53. Estonia supported the indefinite and unconditional extension of the Treaty on the Non-Proliferation of Nuclear Weapons. Non-use of nuclear weapons was a starting-point. All countries must agree that real efforts aimed at reduction of nuclear weapons would lessen the chances of nuclear accidents, blackmail and war. The Conference provided an unprecedented opportunity to support and continue the diverse efforts that had already been started in the field of disarmament. Estonia would like to see the acceptance of a comprehensive test-ban treaty before the end of the year and an eventual ban on the production of fissionable material for military purposes. It was hard to imagine that multilateral, regional, bilateral or unilateral disarmament activities would effectively continue unless the Treaty was unconditionally accepted.

54. Estonia supported the review process already embodied in the Treaty. Safeguard mechanisms such as nuclear-free zones and the verification work begun by IAEA were of particular importance for the implementation of the Treaty. Estonia would like to see the continuation of a dynamic NPT that would not have to be renegotiated at any particular time in the future and would be comprehensive enough to include means through which new circumstances could be addressed.

55. In Security Council resolution 984 (1995) the permanent members recognized the concerns of non-nuclear States. The resolution was an important step forward in ensuring acceptance of the NPT provisions by all Member States because it provided a framework for more concrete and binding security assurances. It was important for Estonia that the Security Council had affirmed a collective role for the United Nations that emphasized confidence-building through security assurances, transparency and cooperation in areas of disarmament, and conflict resolution.
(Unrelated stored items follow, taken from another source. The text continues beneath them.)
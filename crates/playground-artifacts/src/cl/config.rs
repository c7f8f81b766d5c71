//! Consensus chain configuration (`testnet/config.yaml`).

use super::{
    ALTAIR_FORK_VERSION, BELLATRIX_FORK_VERSION, CAPELLA_FORK_VERSION, DENEB_FORK_VERSION,
    ELECTRA_FORK_VERSION, FAR_FUTURE_EPOCH, FULU_FORK_VERSION, GENESIS_FORK_VERSION,
};
use crate::el::{DEPOSIT_CONTRACT_ADDRESS, L1_CHAIN_ID};
use alloy::primitives::hex;

/// Inputs of the consensus config document
#[derive(Debug, Clone, Copy, PartialEq, Eq)]
pub struct ChainSpec {
    /// Genesis time, also the minimum genesis time
    pub genesis_time: u64,
    /// Seconds per slot
    pub seconds_per_slot: u64,
    /// Activate Fulu at genesis
    pub latest_fork: bool,
}

impl ChainSpec {
    /// Epoch at which Fulu activates
    pub fn fulu_fork_epoch(&self) -> u64 {
        if self.latest_fork { 0 } else { FAR_FUTURE_EPOCH }
    }

    /// Render the config YAML.
    ///
    /// Hex values stay unquoted, which is what the clients expect.
    pub fn to_yaml(&self) -> String {
        let version = |v: [u8; 4]| hex::encode_prefixed(v);
        let mut lines = vec![
            "PRESET_BASE: 'mainnet'".to_string(),
            "CONFIG_NAME: 'playground'".to_string(),
            String::new(),
            "# Genesis".to_string(),
            format!("MIN_GENESIS_ACTIVE_VALIDATOR_COUNT: {}", super::VALIDATOR_COUNT),
            format!("MIN_GENESIS_TIME: {}", self.genesis_time),
            format!("GENESIS_FORK_VERSION: {}", version(GENESIS_FORK_VERSION)),
            "GENESIS_DELAY: 0".to_string(),
            String::new(),
            "# Forking".to_string(),
            format!("ALTAIR_FORK_VERSION: {}", version(ALTAIR_FORK_VERSION)),
            "ALTAIR_FORK_EPOCH: 0".to_string(),
            format!("BELLATRIX_FORK_VERSION: {}", version(BELLATRIX_FORK_VERSION)),
            "BELLATRIX_FORK_EPOCH: 0".to_string(),
            format!("CAPELLA_FORK_VERSION: {}", version(CAPELLA_FORK_VERSION)),
            "CAPELLA_FORK_EPOCH: 0".to_string(),
            format!("DENEB_FORK_VERSION: {}", version(DENEB_FORK_VERSION)),
            "DENEB_FORK_EPOCH: 0".to_string(),
            format!("ELECTRA_FORK_VERSION: {}", version(ELECTRA_FORK_VERSION)),
            "ELECTRA_FORK_EPOCH: 0".to_string(),
            format!("FULU_FORK_VERSION: {}", version(FULU_FORK_VERSION)),
            format!("FULU_FORK_EPOCH: {}", self.fulu_fork_epoch()),
            "TERMINAL_TOTAL_DIFFICULTY: 0".to_string(),
            "TERMINAL_BLOCK_HASH: 0x0000000000000000000000000000000000000000000000000000000000000000"
                .to_string(),
            "TERMINAL_BLOCK_HASH_ACTIVATION_EPOCH: 18446744073709551615".to_string(),
            String::new(),
            "# Time parameters".to_string(),
            format!("SECONDS_PER_SLOT: {}", self.seconds_per_slot),
            format!("SECONDS_PER_ETH1_BLOCK: {}", self.seconds_per_slot),
            "MIN_VALIDATOR_WITHDRAWABILITY_DELAY: 256".to_string(),
            "SHARD_COMMITTEE_PERIOD: 256".to_string(),
            "ETH1_FOLLOW_DISTANCE: 2048".to_string(),
            String::new(),
            "# Validator cycle".to_string(),
            "INACTIVITY_SCORE_BIAS: 4".to_string(),
            "INACTIVITY_SCORE_RECOVERY_RATE: 16".to_string(),
            "EJECTION_BALANCE: 16000000000".to_string(),
            "MIN_PER_EPOCH_CHURN_LIMIT: 4".to_string(),
            "CHURN_LIMIT_QUOTIENT: 65536".to_string(),
            "MAX_PER_EPOCH_ACTIVATION_CHURN_LIMIT: 8".to_string(),
            "MIN_PER_EPOCH_CHURN_LIMIT_ELECTRA: 128000000000".to_string(),
            "MAX_PER_EPOCH_ACTIVATION_EXIT_CHURN_LIMIT: 256000000000".to_string(),
            String::new(),
            "# Deposit contract".to_string(),
            format!("DEPOSIT_CHAIN_ID: {}", L1_CHAIN_ID),
            format!("DEPOSIT_NETWORK_ID: {}", L1_CHAIN_ID),
            format!("DEPOSIT_CONTRACT_ADDRESS: {}", DEPOSIT_CONTRACT_ADDRESS),
            String::new(),
            "# Blobs".to_string(),
            "MAX_BLOBS_PER_BLOCK_ELECTRA: 9".to_string(),
            "TARGET_BLOBS_PER_BLOCK_ELECTRA: 6".to_string(),
            "MAX_REQUEST_BLOB_SIDECARS_ELECTRA: 1152".to_string(),
        ];
        lines.push(String::new());
        lines.join("\n")
    }
}

#[cfg(test)]
mod tests {
    use super::*;

    fn value<'a>(yaml: &'a str, key: &str) -> &'a str {
        yaml.lines()
            .find_map(|l| l.strip_prefix(&format!("{}: ", key)))
            .unwrap()
    }

    #[test]
    fn test_latest_fork_epoch() {
        let spec = ChainSpec { genesis_time: 1000, seconds_per_slot: 2, latest_fork: false };
        let yaml = spec.to_yaml();
        assert_eq!(value(&yaml, "FULU_FORK_EPOCH"), "18446744073709551615");
        assert_eq!(value(&yaml, "SECONDS_PER_SLOT"), "2");
        assert_eq!(value(&yaml, "MIN_GENESIS_TIME"), "1000");
        assert_eq!(value(&yaml, "GENESIS_FORK_VERSION"), "0x20000089");

        let latest = ChainSpec { latest_fork: true, ..spec }.to_yaml();
        assert_eq!(value(&latest, "FULU_FORK_EPOCH"), "0");
    }

    #[test]
    fn test_every_line_is_a_key_value_pair() {
        let spec = ChainSpec { genesis_time: 1, seconds_per_slot: 12, latest_fork: true };
        for line in spec.to_yaml().lines().filter(|l| !l.is_empty() && !l.starts_with('#')) {
            let (key, value) = line.split_once(": ").unwrap();
            assert!(key.chars().all(|c| c.is_ascii_uppercase() || c.is_ascii_digit() || c == '_'));
            assert!(!value.is_empty());
        }
    }
}
//! Prefunded accounts.

use crate::{Error, Result};
use alloy::primitives::{Address, B256};
use alloy::signers::local::PrivateKeySigner;
use std::str::FromStr;

/// Built-in development keys, the same set every local dev chain ships with
pub const DEFAULT_PREFUNDED_KEYS: [&str; 10] = [
    "ac0974bec39a17e36ba4a6b4d238ff944bacb478cbed5efcae784d7bf4f2ff80",
    "59c6995e998f97a5a0044966f0945389dc9e86dae88c7a8412f4603b6b78690d",
    "5de4111afa1a4b94908f83103eb1f1706367c2e68ca870fc3fb9a804cdab365a",
    "7c852118294e51e653712a81e05800f419141751be58f605c371e15141b007a6",
    "47e179ec197488593b187f80a00eb0da91f1b9d0b13f8733639f19c30a34926a",
    "8b3a350cf5c34c9194ca85829a2df0ec3153be0318b5e2d3348e872092edffba",
    "92db14e403b83dfe3df233f83dfa3a0d7096f21ca9b0d6d6b8d88b2b4ec1564e",
    "4bbbf85ce3377467afe5d46f804f221813b2bb87f24d81f60f1fcdbf7cbf4356",
    "dbda1821b80551c9d65939329250298aa3472ba22feea921c0cf5d620ea67b97",
    "2a871d0798f97d79848a013d4936a73bf4cc922c825d33c1cf7073dff6d409c6",
];

/// An account credited in genesis
#[derive(Debug, Clone, PartialEq, Eq)]
pub struct PrefundedAccount {
    /// Private key
    pub key: B256,
    /// Derived address
    pub address: Address,
}

impl PrefundedAccount {
    /// Parse a hex private key, with or without `0x`
    pub fn from_hex(key: &str) -> Result<Self> {
        let bytes = B256::from_str(key.trim()).map_err(|_| Error::InvalidKey(key.to_string()))?;
        let signer =
            PrivateKeySigner::from_bytes(&bytes).map_err(|_| Error::InvalidKey(key.to_string()))?;
        Ok(Self { key: bytes, address: signer.address() })
    }
}

/// Built-in accounts followed by `extra`, deduplicated by address
pub fn prefunded_accounts(extra: &[String]) -> Result<Vec<PrefundedAccount>> {
    let mut accounts: Vec<PrefundedAccount> = Vec::with_capacity(DEFAULT_PREFUNDED_KEYS.len() + extra.len());
    for key in DEFAULT_PREFUNDED_KEYS.iter().copied().chain(extra.iter().map(String::as_str)) {
        let account = PrefundedAccount::from_hex(key)?;
        if !accounts.iter().any(|a| a.address == account.address) {
            accounts.push(account);
        }
    }
    Ok(accounts)
}

#[cfg(test)]
mod tests {
    use super::*;
    use alloy::primitives::address;

    #[test]
    fn test_default_accounts() {
        let accounts = prefunded_accounts(&[]).unwrap();
        assert_eq!(accounts.len(), 10);
        assert_eq!(accounts[0].address, address!("f39Fd6e51aad88F6F4ce6aB8827279cffFb92266"));
        assert_eq!(accounts[1].address, address!("70997970C51812dc3A010C7d01b50e0d17dc79C8"));
    }

    #[test]
    fn test_extra_keys_dedup_and_validation() {
        let extra = vec![format!("0x{}", DEFAULT_PREFUNDED_KEYS[0])];
        assert_eq!(prefunded_accounts(&extra).unwrap().len(), 10);
        assert!(matches!(prefunded_accounts(&["zz".to_string()]), Err(Error::InvalidKey(_))));
    }
}
//! Explicit registry of built-in component kinds.

use crate::components;
use crate::{Error, RecipeContext, Result};
use playground_manifest::{Manifest, Service, ServiceHooks};
use std::collections::BTreeMap;
use std::sync::Arc;
use tracing::debug;

/// Constructor of a built-in service
pub trait ComponentFactory: Send + Sync {
    /// Kind name, recorded on the services it builds
    fn kind(&self) -> &'static str;

    /// Build a service called `name`
    fn build(&self, name: &str, ctx: &mut RecipeContext<'_>) -> Result<Service>;

    /// In-process callbacks for a service of this kind
    fn hooks(&self, _service: &Service) -> ServiceHooks {
        ServiceHooks::default()
    }
}

/// Component kinds by name
#[derive(Clone, Default)]
pub struct ComponentRegistry {
    factories: BTreeMap<&'static str, Arc<dyn ComponentFactory>>,
}

impl std::fmt::Debug for ComponentRegistry {
    fn fmt(&self, f: &mut std::fmt::Formatter<'_>) -> std::fmt::Result {
        f.debug_list().entries(self.factories.keys()).finish()
    }
}

impl ComponentRegistry {
    /// Empty registry
    pub fn new() -> Self {
        Self::default()
    }

    /// Registry holding every built-in component with default settings
    pub fn builtin() -> Self {
        let mut registry = Self::new();
        for factory in components::builtin() {
            registry.register(factory);
        }
        registry
    }

    /// Register a kind, replacing any previous one of the same name
    pub fn register(&mut self, factory: Arc<dyn ComponentFactory>) {
        self.factories.insert(factory.kind(), factory);
    }

    /// Look up a kind
    pub fn get(&self, kind: &str) -> Result<&Arc<dyn ComponentFactory>> {
        self.factories
            .get(kind)
            .ok_or_else(|| Error::UnknownComponent(kind.to_string()))
    }

    /// Registered kind names
    pub fn kinds(&self) -> impl Iterator<Item = &str> {
        self.factories.keys().copied()
    }

    /// Re-attach callbacks to the services of a rehydrated manifest
    pub fn attach_hooks(&self, manifest: &mut Manifest) {
        for service in &mut manifest.services {
            let Some(kind) = service.component.as_deref() else {
                continue;
            };
            if let Some(factory) = self.factories.get(kind) {
                service.hooks = factory.hooks(service);
                debug!("Attached {} hooks to {}", kind, service.name);
            }
        }
    }
}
56. In pursuit of global disarmament and regional security, Estonia would continue seeking to cooperate with various existing and international organizations and alliances that had shown a commitment to stability and the responsible management of nuclear materials.

57. Estonia attached importance to the dismantling and transport, as well as the short-term and permanent storage procedures, used in regard to nuclear weapons and nuclear materials. The issue of smuggling nuclear materials through Estonia was being addressed. The environmental concerns related to the peacetime uses of nuclear energy at nearby plants and the conversion of military facilities that contained nuclear weapons to peacetime uses were of particular importance.

58. Estonia supported detailed accounting for fissionable materials and export controls.

59. Universal accession to the Treaty would reduce the threat of a nuclear catastrophe. The rule of law must prevail over a lawless situation based on the threat of total annihilation.

60. There was no doubt that international peace and security would be enhanced through discussions that led to disarmament and to the eventual elimination of nuclear weapons. Estonia thanked and congratulated all the States that had taken part in article VI negotiations. Estonia believed that the Conference could genuinely contribute to world peace through creating confidence, stability and victory for common sense.

61. Mr. Dhanapala (Sri Lanka) took the Chair.

62. Mrs. des ILES (Trinidad and Tobago) said that her country was a firm supporter of nuclear non-proliferation. It had signed the non-proliferation Treaty. The attainment of universal adherence would undoubtedly further strengthen the nuclear non-proliferation regime and contribute to enhanced regional and international security and stability. She therefore expressed the hope that States which had not yet acceded to the Treaty would soon do so.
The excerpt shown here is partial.